*** Opening SOURCE MATERIAL ***

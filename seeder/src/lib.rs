//! Offline batch seeding for the vocabulary platform's relational store.
//!
//! Three jobs live here, one binary each:
//! - `seed_vocab`: the full pipeline (cleanup, CSV load, theme pass,
//!   lesson pass, vocab materialization, batched write).
//! - `seed_tables`: generic per-row upsert seeder for exported table
//!   CSVs, keyed by primary id.
//! - `rename_lessons`: maintenance job that rewrites lesson names from
//!   each lesson's first vocab word. Runs after seeding, never during.

pub mod config;
pub mod error;
pub mod jobs;
pub mod pipeline;
pub mod store;
pub mod tables;

pub use error::{Result, SeedError};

*** Closing SOURCE MATERIAL ***

» **WHAT TO PRODUCE**: Compute the number of lines in the entries above that hold the word "pipeline"; the answer must contain nothing else.

» **RESULT OF THIS TASK**: 2